■ **Problem description**: Give every line of the data again, exactly.

*** Begin section ***

//! Materialized per-wallet, per-currency balances.
//!
//! One row per (wallet, currency) that ever received a flow. The row is
//! upserted by the engine in the same transaction as the flow that moves it.

use sea_orm::entity::prelude::*;

#[derive(Clone, Debug, PartialEq, DeriveEntityModel)]
#[sea_orm(table_name = "wallet_balances")]
pub struct Model {
    #[sea_orm(primary_key, auto_increment = false)]
    pub wallet_id: String,
    #[sea_orm(primary_key, auto_increment = false)]
    pub currency: String,
    pub balance_minor: i64,
}

#[derive(Copy, Clone, Debug, EnumIter, DeriveRelation)]
pub enum Relation {
    #[sea_orm(
        belongs_to = "super::wallets::Entity",
        from = "Column::WalletId",
        to = "super::wallets::Column::Id",
        on_update = "NoAction",
        on_delete = "NoAction"
    )]
    Wallet,
}

impl Related<super::wallets::Entity> for Entity {
    fn to() -> RelationDef {
        Relation::Wallet.def()
    }
}

impl ActiveModelBehavior for ActiveModel {}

*** End section ***

■ **Solved problem**:
//! Materialized per-wallet, per-currency balances.
//!
//! One row per (wallet, currency) that ever received a flow. The row is
//! upserted by the engine in the same transaction as the flow that moves it.

use sea_orm::entity::prelude::*;

#[derive(Clone, Debug, PartialEq, DeriveEntityModel)]
#[sea_orm(table_name = "wallet_balances")]
pub struct Model {
    #[sea_orm(primary_key, auto_increment = false)]
    pub wallet_id: String,
    #[sea_orm(primary_key, auto_increment = false)]
    pub currency: String,
    pub balance_minor: i64,
}

#[derive(Copy, Clone, Debug, EnumIter, DeriveRelation)]
pub enum Relation {
    #[sea_orm(
        belongs_to = "super::wallets::Entity",
        from = "Column::WalletId",
        to = "super::wallets::Column::Id",
        on_update = "NoAction",
        on_delete = "NoAction"
    )]
    Wallet,
}

impl Related<super::wallets::Entity> for Entity {
    fn to() -> RelationDef {
        Relation::Wallet.def()
    }
}

impl ActiveModelBehavior for ActiveModel {}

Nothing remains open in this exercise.